Posted by David MD zn 7 on May 9, 2008, 11:43 am, in reply to "Back at cha"
72.45.31.34
A. Hirsh says the 2 proteas he could get to persist in our climate were: Lomatia myricoides and Grevillea rosmarinifolia. He gave the edge to the L.m. but they are pretty modest looking, especially because the flowers are white. So G. r. survived a few winters for me but eventually died, I can't remember why though it never looked very good after a winter so winter death is the obvious factor. But I don't think he tried G. v. or G. j. s., both of which are slightly hardier than G. r. right? Actually I found a picture of G. juniperina where it's looking pretty spectacular for a "that hardy" protea so I hope the plant you sold me does well. It's on my west facing stone wall a few inches from the stone so it should get winter protection from that. A lot of it will probably come down to what kind of winter we get next time. I don't think I will get lucky enough to repeat my low of 13.4F last winter. I'm right on the 6/7 border so right around 0F is probably more realistic as an average, if we stop having the nice streak of mild winters we've had.

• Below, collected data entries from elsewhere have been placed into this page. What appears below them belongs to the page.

//! # vnckeys-core
//!
//! Pure library for vnc-sendkeys: textual key-descriptor resolution, key
//! sequence building, and RFB `KeyEvent` wire encoding.
//!
//! This crate is used by the `vnckeys-client` binary.  It has zero
//! dependencies on sockets, timers, or the OS, which keeps every function in
//! here trivially unit-testable.
//!
//! # What is a keysym? (for beginners)
//!
//! The RFB (remote framebuffer, a.k.a. VNC) protocol identifies keyboard keys
//! with X11 **KeySym** values, defined in X11/keysymdef.h.  Printable
//! characters use their character code directly (`0x61` is `a`), while
//! special keys live in the `0xFFxx` range (`0xFF0D` is Return, `0xFF1B` is
//! Escape).  The client sends one `KeyEvent` message per key transition:
//! down-flag set for press, cleared for release.
//!
//! The modules here map onto the replay pipeline, leaves first:
//!
//! - **`keysym`** – resolves a textual key descriptor (`"enter"`, `"bs"`,
//!   `"a"`) to its numeric keysym.
//! - **`sequence`** – expands the CLI's `--keys` option and positional
//!   arguments into an ordered list of resolved key descriptors.
//! - **`wire`** – encodes a keysym + press/release flag into the 8-byte RFB
//!   `KeyEvent` client message.

pub mod keysym;
pub mod sequence;
pub mod wire;

// Re-export the most-used items at the crate root so callers can write
// `vnckeys_core::build_sequence` instead of the full path.
pub use keysym::{resolve, KeyError};
pub use sequence::{build_sequence, KeyDescriptor};
pub use wire::{encode_key_event, KEY_EVENT_LEN};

BTW I spotted some proteoid roots on that plant. They are a little freaky looking, have you noticed them too?
I've decided after this year I (probably) won't have the patience to grow things from seed any more. My seed orders did really poorly this year, but I have to mostly blame myself. I think by trying to use the flats with really really tiny cells, the seeds ended up drowning. Funnily the only things that germinated well was some Mutisia which will probably most hate the climate here, compared to anything else I ordered, still I'm about to plant them out because they are growing too fast and trying to wrap themselves around the fluorescent light tubes!